Couples who sleep together, sleep better, study finds

(Photo: Evening Standard)

Are you having trouble sleeping? It’s probably because you’re sleeping alone. Get yourself a partner, BUZZ Fam, and watch your sleeping habits change. Well, that’s according to researchers at the Centre for Integrative Psychiatry (ZIP) in Schleswig-Holstein, northern Germany. 

According to the researchers, couples who share a bed get better sleep resulting in improved mental health, memory and problem-solving skills.

So the researchers recruited 12 young, healthy, heterosexual couples who spent four nights in their ‘sleep laboratory’.

The team then measured sleep using polysomnography- this is an exact and comprehensive sleep test study that captures sleep information using various factors.  

Participants were fitted with polysomnography equipment, which measures brain waves to movements, respiration, muscle tension, movements, heart activity and more – when they slept with their partner and when they slept apart. 

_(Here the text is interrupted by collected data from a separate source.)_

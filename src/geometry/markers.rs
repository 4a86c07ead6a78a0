//! Vertex lists the drawing layer uploads as-is

use std::f64::consts::TAU;

use glam::DVec2;

use crate::types::Point;

use super::shapes::Circle;

/// Four corners of an axis-aligned square around each point.
///
/// Corners come in fan order: bottom-left, bottom-right, top-right, top-left.
/// Point `i` owns vertices `4*i .. 4*i + 4`.
pub fn points_to_box_vertices(points: &[Point], half_size: f64) -> Vec<Point> {
    let mut vertices = Vec::with_capacity(points.len() * 4);
    for p in points {
        vertices.extend([
            Point::new(p.x - half_size, p.y - half_size),
            Point::new(p.x + half_size, p.y - half_size),
            Point::new(p.x + half_size, p.y + half_size),
            Point::new(p.x - half_size, p.y + half_size),
        ]);
    }
    vertices
}

/// Half edge, in drawing space, of a marker `point_size` device pixels wide.
pub fn marker_half_size(point_size: f64, device_width: f64) -> f64 {
    point_size / device_width
}

/// `segments + 1` points around the circle; the last repeats the first.
pub fn circle_outline(circle: &Circle, segments: usize) -> Vec<Point> {
    let center = circle.center();
    let r = circle.radius();
    (0..=segments)
        .map(|i| {
            let theta = (i as f64 / segments.max(1) as f64) * TAU;
            center + DVec2::from_angle(theta) * r
        })
        .collect()
}

/// Flatten points into interleaved `x, y` pairs for a vertex buffer.
pub fn flatten_f32(points: &[Point]) -> Vec<f32> {
    points
        .iter()
        .flat_map(|p| [p.x as f32, p.y as f32])
        .collect()
}
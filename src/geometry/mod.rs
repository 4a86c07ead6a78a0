//! Pure 2D geometry: shapes, intersection and marker vertices.
//!
//! Nothing here keeps state between calls.

pub mod defaults;
mod intersect;
mod markers;
mod shapes;

pub use defaults::EPSILON;
pub use intersect::{IntersectionKind, IntersectionResult, SegmentCrossing, intersect, intersect_segments};
pub use markers::{circle_outline, flatten_f32, marker_half_size, points_to_box_vertices};
pub use shapes::{Circle, ImplicitLine, Segment, make_circle};
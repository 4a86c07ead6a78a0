//! Behavior of the public geometry API on the reference scenarios.

use canvas_geom::{
    GeomError, IntersectionKind, Point, Segment, intersect, make_circle, to_device_space,
    to_drawing_space,
};

const TOLERANCE: f64 = 1e-9;

fn unit_circle() -> canvas_geom::Circle {
    make_circle(Point::new(0.0, 0.0), Point::new(1.0, 0.0))
}

fn seg(x0: f64, y0: f64, x1: f64, y1: f64) -> Segment {
    Segment::new(Point::new(x0, y0), Point::new(x1, y1)).unwrap()
}

fn assert_close(actual: Point, expected: Point) {
    assert!(
        (actual.x - expected.x).abs() < TOLERANCE && (actual.y - expected.y).abs() < TOLERANCE,
        "expected {} got {}",
        expected,
        actual
    );
}

/// Sort by x then y so point sets can be compared regardless of order
fn sorted(points: &[Point]) -> Vec<Point> {
    let mut v = points.to_vec();
    v.sort_by(|a, b| a.x.total_cmp(&b.x).then(a.y.total_cmp(&b.y)));
    v
}

#[test]
fn device_round_trip() {
    let (w, h) = (700.0, 500.0);
    for ix in 0..=14 {
        for iy in 0..=10 {
            let p = Point::new(ix as f64 * 50.0 + 0.3, iy as f64 * 50.0 - 0.7);
            let back = to_device_space(to_drawing_space(p, w, h), w, h);
            assert_close(back, p);
        }
    }
}

#[test]
fn far_segment_on_a_line_through_the_center_keeps_nothing() {
    // y = x cuts the circle; both cut points lie far from the drawn segment
    let result = intersect(&unit_circle(), &seg(5.0, 5.0, 6.0, 6.0));
    assert_eq!(result.kind(), IntersectionKind::Secant);
    assert!(result.is_empty());
}

#[test]
fn far_line_misses() {
    let result = intersect(&unit_circle(), &seg(5.0, 5.0, 6.0, 7.0));
    assert_eq!(result.kind(), IntersectionKind::None);
    assert!(result.is_empty());
}

#[test]
fn kept_points_stay_inside_the_segment_extent() {
    let s = seg(1.0 + 5e-7, 0.0, 2.0, 0.0);
    let result = intersect(&unit_circle(), &s);
    assert_eq!(result.kind(), IntersectionKind::Secant);
    assert_eq!(result.len(), 1);
    for p in result.points() {
        assert!(s.bbox().contains(*p, 0.0), "{} outside the segment", p);
        assert!((p.distance(Point::new(0.0, 0.0)) - 1.0).abs() <= canvas_geom::EPSILON);
    }
}

#[test]
fn horizontal_tangent() {
    let result = intersect(&unit_circle(), &seg(-2.0, 1.0, 2.0, 1.0));
    assert_eq!(result.kind(), IntersectionKind::Tangent);
    assert_eq!(result.len(), 1);
    assert_close(result.points()[0], Point::new(0.0, 1.0));
}

#[test]
fn secant_keeps_both_points() {
    let result = intersect(&unit_circle(), &seg(-2.0, 0.0, 2.0, 0.0));
    assert_eq!(result.kind(), IntersectionKind::Secant);
    let points = sorted(result.points());
    assert_eq!(points.len(), 2);
    assert_close(points[0], Point::new(-1.0, 0.0));
    assert_close(points[1], Point::new(1.0, 0.0));
}

#[test]
fn secant_clipped_to_one_point() {
    let result = intersect(&unit_circle(), &seg(0.0, 0.0, 2.0, 0.0));
    assert_eq!(result.kind(), IntersectionKind::Secant);
    assert_eq!(result.len(), 1);
    assert_close(result.points()[0], Point::new(1.0, 0.0));
}

#[test]
fn coincident_endpoints_are_rejected() {
    let p = Point::new(3.0, 3.0);
    assert_eq!(
        Segment::new(p, p),
        Err(GeomError::DegenerateSegment { point: p })
    );
}

#[test]
fn swapping_endpoints_keeps_the_point_set() {
    let circle = make_circle(Point::new(0.1, -0.2), Point::new(0.6, 0.1));
    let segments = [
        seg(-2.0, 0.0, 2.0, 0.0),
        seg(0.0, 0.0, 2.0, 0.0),
        seg(-0.9, -0.9, 0.8, 0.7),
        seg(0.1, -2.0, 0.1, 0.0),
        seg(-3.0, 2.0, 3.0, 2.5),
    ];
    for s in segments {
        let forward = intersect(&circle, &s);
        let backward = intersect(&circle, &s.reversed());
        assert_eq!(forward.kind(), backward.kind());
        let (f, b) = (sorted(forward.points()), sorted(backward.points()));
        assert_eq!(f.len(), b.len(), "segment {}", s);
        for (p, q) in f.iter().zip(&b) {
            assert_close(*p, *q);
        }
    }
}

#[test]
fn point_count_never_exceeds_kind() {
    let circle = unit_circle();
    for i in 0..40 {
        let y = -1.5 + i as f64 * 0.075;
        for s in [seg(-2.0, y, 2.0, y), seg(0.0, y, 2.0, y + 0.3), seg(y, -2.0, y, 0.5)] {
            let result = intersect(&circle, &s);
            assert!(result.len() <= result.kind().max_points());
            for p in result.points() {
                assert!(s.bbox().contains(*p, 0.0));
            }
        }
    }
}

#[test]
fn classification_is_deterministic() {
    let circle = make_circle(Point::new(0.123, 0.456), Point::new(0.789, 0.012));
    let s = seg(-0.7, 0.9, 0.95, -0.33);
    assert_eq!(intersect(&circle, &s), intersect(&circle, &s));
}
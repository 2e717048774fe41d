//! Member-related types for the Expense Settlement Engine
//!
//! This module defines member identifiers, the immutable profile data
//! supplied by the household collaborator, and the derived balance types
//! produced by the balance aggregator.

use rust_decimal::Decimal;

/// Member identifier
///
/// Supports member IDs from 0 to 4,294,967,295
pub type MemberId = u32;

/// Expense identifier
///
/// Supports expense IDs from 0 to 18,446,744,073,709,551,615
pub type ExpenseId = u64;

/// Immutable member reference data
///
/// Supplied read-only by the household collaborator and resolved through
/// the member directory. The engine never mutates profiles.
#[derive(Debug, Clone, PartialEq, Eq)]
pub struct MemberProfile {
    /// Display name shown in reports
    pub name: String,

    /// Contact identifier (email)
    pub email: String,
}

/// Net balance position for a single member
///
/// Derived and ephemeral: recomputed on every balance query from the full
/// expense set, never persisted.
///
/// A positive balance means the member is a net creditor (paid more than
/// they owe); a negative balance means a net debtor.
#[derive(Debug, Clone, PartialEq)]
pub struct MemberBalance {
    /// The member this balance belongs to
    pub member: MemberId,

    /// Display name resolved from the member directory
    pub name: String,

    /// Email resolved from the member directory
    pub email: String,

    /// Sum of expense amounts where this member was the payer
    pub total_paid: Decimal,

    /// Sum of this member's owed amounts across all split details in scope
    pub total_owed: Decimal,

    /// Net position: total_paid - total_owed
    pub balance: Decimal,
}

/// Result of a balance aggregation query
///
/// Carries both the computed balances and the identifiers of any payer or
/// split participant that could not be resolved through the member
/// directory. Those contributions are skipped during aggregation, so a
/// non-empty `unresolved` list means the balances cover only part of the
/// expense set and callers can decide whether to treat that as a failure.
#[derive(Debug, Clone, PartialEq)]
pub struct BalanceReport {
    /// Per-member net balances, sorted by member ID
    ///
    /// Members that never appear as a payer or split participant are
    /// absent (not zero-filled). Callers needing a complete roster must
    /// union with household membership themselves.
    pub balances: Vec<MemberBalance>,

    /// Member IDs referenced by expenses but missing from the directory
    ///
    /// Sorted and deduplicated. Empty when every contribution resolved.
    pub unresolved: Vec<MemberId>,
}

The couples were also asked to complete questionnaires designed to measure relationship characteristics, such as relationship duration, degree of ‘passionate love’ and relationship depth.

Ultimately the researchers concluded that sleeping together enhances and stabilises rapid-eye-movement (REM) sleep. REM sleep, in turn, improves our social interactions and reduces emotional stress.

REM sleep was both increased and less disrupted in couples sleeping together compared to when they slept individually, they found.  

Couples with a strong relationship depth also showed synchronised sleep patterns when sleeping together. 

This synchronisation, which was not linked to the fact that partners disturb each other during the night, was positively associated with relationship depth. 

In order words, the higher participants rated the significance of their relationship to their life, the stronger the synchronisation with their partner. 

The study was published in the journal Frontiers.